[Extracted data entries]
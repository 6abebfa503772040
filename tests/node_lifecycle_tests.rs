use std::collections::HashMap;
use std::sync::Arc;

use anyhow::{bail, Result};
use async_trait::async_trait;
use tokio::sync::mpsc;

use hermes::config::NodeRole;
use hermes::core::{Payload, ReferenceClock, Session};
use hermes::delay::{ConstantDelay, DelayEstimator, ZeroDelay};
use hermes::drivers::{DriverContext, DriverRegistry};
use hermes::keyboard::KeyboardHub;
use hermes::node::{
    coordination_channel, ManagedNode, NodeCommand, NodeReply, NodeState, NodeStatus,
    ProducerWorker, RoleWorker,
};
use hermes::observability::StreamCounters;
use hermes::storage::StorageEngine;
use hermes::transport::LocalBus;
use hermes::{Schema, StreamSpec};

struct ScriptedWorker {
    fail_init: bool,
}

#[async_trait]
impl RoleWorker for ScriptedWorker {
    fn node_id(&self) -> &str {
        "scripted"
    }

    async fn init(&mut self) -> Result<()> {
        if self.fail_init {
            bail!("device refused to open");
        }
        Ok(())
    }

    async fn prepare(&mut self) -> Result<()> {
        Ok(())
    }

    async fn start(&mut self, _session: Arc<Session>) -> Result<()> {
        Ok(())
    }

    async fn drain(&mut self) -> Result<()> {
        Ok(())
    }

    async fn abort(&mut self) {}
}

fn test_session() -> Arc<Session> {
    Arc::new(Session {
        session_id: "s".into(),
        started_at_reference_ns: 0,
        participating_brokers: vec!["a".into()],
        streams: vec![],
    })
}

#[tokio::test]
async fn lifecycle_follows_the_coordination_protocol() {
    let (status_tx, mut status_rx) = mpsc::channel(16);
    let (mut handle, endpoint) = coordination_channel("scripted", NodeRole::Producer, status_tx);
    handle.attach(tokio::spawn(
        ManagedNode::new(Box::new(ScriptedWorker { fail_init: false })).run(endpoint),
    ));

    // START before PREPARE is an undefined transition, surfaced loudly.
    let reply = handle.request(NodeCommand::Start(test_session())).await.unwrap();
    assert!(matches!(reply, NodeReply::Rejected(_)));

    let reply = handle.request(NodeCommand::Prepare).await.unwrap();
    assert_eq!(reply, NodeReply::Accepted(NodeState::Ready));
    let reply = handle.request(NodeCommand::Start(test_session())).await.unwrap();
    assert_eq!(reply, NodeReply::Accepted(NodeState::Running));
    let reply = handle.request(NodeCommand::Stop).await.unwrap();
    assert_eq!(reply, NodeReply::Accepted(NodeState::Draining));

    // Status stream: ready, running, draining, done.
    let mut states = Vec::new();
    while let Some(status) = status_rx.recv().await {
        if let NodeStatus::StateChanged { state, .. } = status {
            states.push(state);
            if state.is_terminal() {
                break;
            }
        }
    }
    assert_eq!(
        states,
        vec![
            NodeState::Ready,
            NodeState::Running,
            NodeState::Draining,
            NodeState::Done
        ]
    );
    handle.join().await;
}

#[tokio::test]
async fn failed_device_acquisition_reports_a_fatal_fault() {
    let (status_tx, mut status_rx) = mpsc::channel(16);
    let (_handle, endpoint) = coordination_channel("scripted", NodeRole::Producer, status_tx);
    tokio::spawn(ManagedNode::new(Box::new(ScriptedWorker { fail_init: true })).run(endpoint));

    match status_rx.recv().await.unwrap() {
        NodeStatus::Fault { node_id, fatal, .. } => {
            assert_eq!(node_id, "scripted");
            assert!(fatal);
        }
        other => panic!("expected fault, got {:?}", other),
    }
    match status_rx.recv().await.unwrap() {
        NodeStatus::StateChanged { state, .. } => assert_eq!(state, NodeState::Error),
        other => panic!("expected error state, got {:?}", other),
    }
}

/// Full producer path without a broker: samples come out stamped on the
/// reference clock with per-stream monotonic sequence numbers.
#[tokio::test(flavor = "multi_thread", worker_threads = 2)]
async fn producer_publishes_monotonic_stamped_samples() {
    let spec = StreamSpec {
        stream_id: "imu-acc".into(),
        device_id: "sim-imu".into(),
        node_id: "imu".into(),
        schema: Schema::tabular(vec![3]),
        nominal_rate_hz: 200.0,
        is_burst: false,
        is_video: false,
        channel_names: vec!["x".into(), "y".into(), "z".into()],
    };
    let clock = ReferenceClock::new();
    clock.anchor_to_epoch();
    let bus = LocalBus::new(256);
    let mut subscription = bus.subscribe(vec!["imu".into()]);

    let root = tempfile::tempdir().unwrap();
    let mut engine = StorageEngine::new(
        hermes::config::StorageConfig {
            root_dir: root.path().to_path_buf(),
            ..Default::default()
        },
        "host",
        "a",
    );
    let counters = Arc::new(StreamCounters::new("imu-acc"));
    let sink = engine.register_stream(spec.clone(), Arc::clone(&counters));

    let registry = DriverRegistry::with_builtins();
    let ctx = DriverContext {
        keyboard: Arc::new(KeyboardHub::new(8)),
    };
    let source = registry
        .create_source("sim-imu", &[spec.clone()], &serde_json::json!({}), &ctx)
        .unwrap();

    let (status_tx, _status_rx) = mpsc::channel(16);
    let delays: HashMap<String, Arc<dyn DelayEstimator>> =
        HashMap::from([("imu-acc".to_string(), Arc::new(ZeroDelay) as Arc<dyn DelayEstimator>)]);
    let mut worker = ProducerWorker::new(
        "imu",
        "a",
        source,
        vec![spec.clone()],
        HashMap::from([("imu-acc".to_string(), sink)]),
        HashMap::from([("imu-acc".to_string(), Arc::clone(&counters))]),
        bus.clone(),
        Arc::clone(&clock),
        delays,
        status_tx,
        None,
    );

    worker.init().await.unwrap();
    worker.prepare().await.unwrap();
    let started_at = clock.reference_time_ns();
    let session = Arc::new(Session {
        session_id: "s".into(),
        started_at_reference_ns: started_at,
        participating_brokers: vec!["a".into()],
        streams: vec![spec.clone()],
    });
    worker.start(session).await.unwrap();

    let mut seen = Vec::new();
    while seen.len() < 20 {
        let msg = subscription.recv().await.expect("bus open");
        assert_eq!(msg.topic, "imu.imu-acc");
        assert_eq!(msg.publisher_id, "a/imu");
        assert!(matches!(msg.payload, Payload::Tabular(ref v) if v.len() == 3));
        seen.push((msg.seq, msg.reference_ts_ns));
    }
    worker.drain().await.unwrap();

    for (i, (seq, ts)) in seen.iter().enumerate() {
        assert_eq!(*seq, i as u64);
        assert!(*ts >= started_at);
        if i > 0 {
            assert!(*ts >= seen[i - 1].1, "reference_ts regressed at {}", i);
        }
    }
    assert!(counters.published() >= 20);
}

/// The delay correction shifts the stamp back to the sensed moment.
#[tokio::test(flavor = "multi_thread", worker_threads = 2)]
async fn delay_estimate_is_subtracted_at_ingress() {
    const DELAY_NS: i64 = 1_000_000_000;

    let spec = StreamSpec {
        stream_id: "emg".into(),
        device_id: "sim-imu".into(),
        node_id: "emg".into(),
        schema: Schema::tabular(vec![1]),
        nominal_rate_hz: 200.0,
        is_burst: false,
        is_video: false,
        channel_names: vec!["ch0".into()],
    };
    let clock = ReferenceClock::new();
    clock.anchor_to_epoch();
    let bus = LocalBus::new(64);
    let mut subscription = bus.subscribe(vec!["emg".into()]);

    let registry = DriverRegistry::with_builtins();
    let ctx = DriverContext {
        keyboard: Arc::new(KeyboardHub::new(8)),
    };
    let source = registry
        .create_source("sim-imu", &[spec.clone()], &serde_json::json!({}), &ctx)
        .unwrap();

    let (status_tx, _status_rx) = mpsc::channel(16);
    let delays: HashMap<String, Arc<dyn DelayEstimator>> = HashMap::from([(
        "emg".to_string(),
        Arc::new(ConstantDelay::new(DELAY_NS)) as Arc<dyn DelayEstimator>,
    )]);
    let mut worker = ProducerWorker::new(
        "emg",
        "a",
        source,
        vec![spec.clone()],
        HashMap::new(),
        HashMap::new(),
        bus.clone(),
        Arc::clone(&clock),
        delays,
        status_tx,
        None,
    );
    worker.init().await.unwrap();
    worker.prepare().await.unwrap();
    worker.start(test_session()).await.unwrap();

    let msg = subscription.recv().await.unwrap();
    let now = clock.reference_time_ns();
    assert!(
        msg.reference_ts_ns <= now - DELAY_NS + 100_000_000,
        "stamp {} not shifted back by the configured delay (now {})",
        msg.reference_ts_ns,
        now
    );
    worker.drain().await.unwrap();
}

Instructions for the task
The lines holding the word "StreamCounters" are the answer. Find them in the entries and copy them.

Answer for the task
use hermes::observability::StreamCounters;
    let counters = Arc::new(StreamCounters::new("imu-acc"));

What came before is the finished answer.